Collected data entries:
//! Observability subsystem.
//!
//! # Data Flow
//! ```text
//! All subsystems produce:
//!     → logging.rs (structured log events via tracing)
//!     → metrics.rs (counters, gauges, histograms)
//!
//! The gateway additionally produces one analytics event per request:
//!     → analytics.rs (bounded queue → worker → sink)
//!
//! Consumers:
//!     → Log aggregation (stdout, pretty or JSON)
//!     → Metrics endpoint (Prometheus scrape)
//!     → Metrics/alerting ingestion endpoint (analytics HTTP sink)
//! ```
//!
//! # Design Decisions
//! - Request ID flows through all subsystems
//! - Metrics are cheap (atomic increments)
//! - Nothing in this module may block or fail a request

pub mod analytics;
pub mod logging;
pub mod metrics;

pub use analytics::{
    AnalyticsEmitter, AnalyticsEvent, AnalyticsWorker, EventKind, EventSink, HttpSink, LogSink, SinkError,
};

**How to complete this task**: The entries above are to be copied word for word.

**Written answer**:
//! Observability subsystem.
//!
//! # Data Flow
//! ```text
//! All subsystems produce:
//!     → logging.rs (structured log events via tracing)
//!     → metrics.rs (counters, gauges, histograms)
//!
//! The gateway additionally produces one analytics event per request:
//!     → analytics.rs (bounded queue → worker → sink)
//!
//! Consumers:
//!     → Log aggregation (stdout, pretty or JSON)
//!     → Metrics endpoint (Prometheus scrape)
//!     → Metrics/alerting ingestion endpoint (analytics HTTP sink)
//! ```
//!
//! # Design Decisions
//! - Request ID flows through all subsystems
//! - Metrics are cheap (atomic increments)
//! - Nothing in this module may block or fail a request

pub mod analytics;
pub mod logging;
pub mod metrics;

pub use analytics::{
    AnalyticsEmitter, AnalyticsEvent, AnalyticsWorker, EventKind, EventSink, HttpSink, LogSink, SinkError,
};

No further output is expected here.